The Federal Communications Commission on Thursday voted to begin scaling back a program designed to help low-income Americans access the internet.

The federal Lifeline program, established in 1985, provides discounted phone and internet service in poorer communities. The FCC expanded the program to include broadband last year, and has given participating households a $9.25 per month credit to use for internet access.

Thursday’s 3-2 party line vote means one piece of the program will change immediately, and lays the ground work to alter or kill other pieces.

The commission will almost immediately limit a $25 extra subsidy for homes situated anywhere on Tribal lands to rural areas only. The benefit is applied on top of the $9.25 subsidy already offered by the program.

Another proposal still under consideration by the panel includes preventing resellers, or internet providers that don’t run their own infrastructure like AT&T or Sprint, from providing Lifeline support, meaning some in the program might not be able to stay with their current provider, or sign up with one at all.

The FCC has approved providers for the last two years, but another proposal under consideration would send that approval power to the states. Earlier this year, the FCC blocked nine companies from participating in the program.

Commissioners are also considering a proposal to cap the total amount spent on the program. Democrat commissioner Mignon Clyburn says the suggested cap is $820 million, more than half the current budget of $2.25 billion.

In their decisions, Republican FCC commissioners who voted to consider the proposals and implement the new rules cited a May 2017 Government Accountability Report that found waste, fraud, and abuse in the program.

Critics say new and proposed restrictions could harm poor consumers.

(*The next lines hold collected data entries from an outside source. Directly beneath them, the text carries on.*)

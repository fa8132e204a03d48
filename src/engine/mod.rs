// Copyright © 2024 Pathway

pub mod error;
pub use self::error::{Error, Result};

pub mod cogroup;
pub use cogroup::{CoGroup, CoGroupStats, Drain, KeyFn, Matches, OutputPair, Phase, Port};

pub mod host;
pub use host::sharded::{run_parallel, ShardedCoGroup};
pub use host::{run_cogroup, Config, HostStats, KeyErrorPolicy, OutputSink};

In a statement, commissioner Clyburn said eliminating resellers would mean a lot of people would have to find new internet providers, and may not have options other than the one they use.

“Over 70% of wireless Lifeline consumers will be told they cannot use their preferred carrier and preferred plan, and on top of that, they may not have a carrier to turn to after that happens,” Clyburn wrote.

Some of the proposals will go out for public comment before the commission meets to vote again next year.